• _MATERIAL FOR THIS TASK_
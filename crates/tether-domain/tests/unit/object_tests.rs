//! Unit tests for type-erased values

use std::sync::Arc;

use tether_domain::object::{array, as_array, downcast, object};
use tether_domain::Error;

#[test]
fn test_downcast_shares_the_value() {
    let value = object(String::from("hello"));
    let text = downcast::<String>(&value).unwrap();

    assert_eq!(text.as_str(), "hello");
    assert_eq!(Arc::strong_count(&value), 2);
}

#[test]
fn test_downcast_to_wrong_type() {
    let value = object(42_i32);

    assert!(matches!(
        downcast::<String>(&value),
        Err(Error::ClassCast { .. })
    ));
}

#[test]
fn test_arrays() {
    let value = array(vec![object(1_i32), object(2_i32)]);
    let elements = as_array(&value).unwrap();

    assert_eq!(elements.len(), 2);
    assert_eq!(*downcast::<i32>(&elements[1]).unwrap(), 2);
    assert!(as_array(&object(1_i32)).is_none());
}
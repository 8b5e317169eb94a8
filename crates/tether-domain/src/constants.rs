//! Domain layer constants
//!
//! Names of the built-in scopes and the qualifiers the container treats
//! specially. Infrastructure-specific constants remain in
//! `tether_infrastructure::constants`.

// ============================================================================
// SCOPE NAMES
// ============================================================================

/// Placeholder resolved to the configured default scope at bootstrap
pub const SCOPE_AUTO: &str = "@auto";

/// Pass-through scope of reference bindings
pub const SCOPE_REFERENCE: &str = "@ref";

/// One instance per container, created eagerly
pub const SCOPE_CONTAINER: &str = "container";

/// One instance per container, created on first use
pub const SCOPE_APPLICATION: &str = "application";

/// A new instance for every injection
pub const SCOPE_INJECTION: &str = "injection";

/// One instance per thread
pub const SCOPE_THREAD: &str = "thread";

/// One instance per explicitly allocated worker context
pub const SCOPE_WORKER: &str = "worker";

/// One instance per full dependency (instance and injection path)
pub const SCOPE_DEPENDENCY: &str = "dependency";

/// One instance per requested type
pub const SCOPE_DEPENDENCY_TYPE: &str = "dependency-type";

/// One instance per requested instance (name and type)
pub const SCOPE_DEPENDENCY_INSTANCE: &str = "dependency-instance";

/// One instance per requested instance and the instance it is injected into
pub const SCOPE_TARGET_INSTANCE: &str = "target-instance";

// ============================================================================
// DIAGNOSTICS
// ============================================================================

/// Separator between the steps of a rendered injection path
pub const PATH_SEPARATOR: &str = " :: ";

• _HOW TO COMPLETE THIS TASK_
Each line from the one containing "pub const SCOPE_APPLICATION: &str" through the end of the material must be returned exactly; no other line should appear.

• _EXPECTED OUTPUT_
pub const SCOPE_APPLICATION: &str = "application";

/// A new instance for every injection
pub const SCOPE_INJECTION: &str = "injection";

/// One instance per thread
pub const SCOPE_THREAD: &str = "thread";

/// One instance per explicitly allocated worker context
pub const SCOPE_WORKER: &str = "worker";

/// One instance per full dependency (instance and injection path)
pub const SCOPE_DEPENDENCY: &str = "dependency";

/// One instance per requested type
pub const SCOPE_DEPENDENCY_TYPE: &str = "dependency-type";

/// One instance per requested instance (name and type)
pub const SCOPE_DEPENDENCY_INSTANCE: &str = "dependency-instance";

/// One instance per requested instance and the instance it is injected into
pub const SCOPE_TARGET_INSTANCE: &str = "target-instance";

// ============================================================================
// DIAGNOSTICS
// ============================================================================

/// Separator between the steps of a rendered injection path
pub const PATH_SEPARATOR: &str = " :: ";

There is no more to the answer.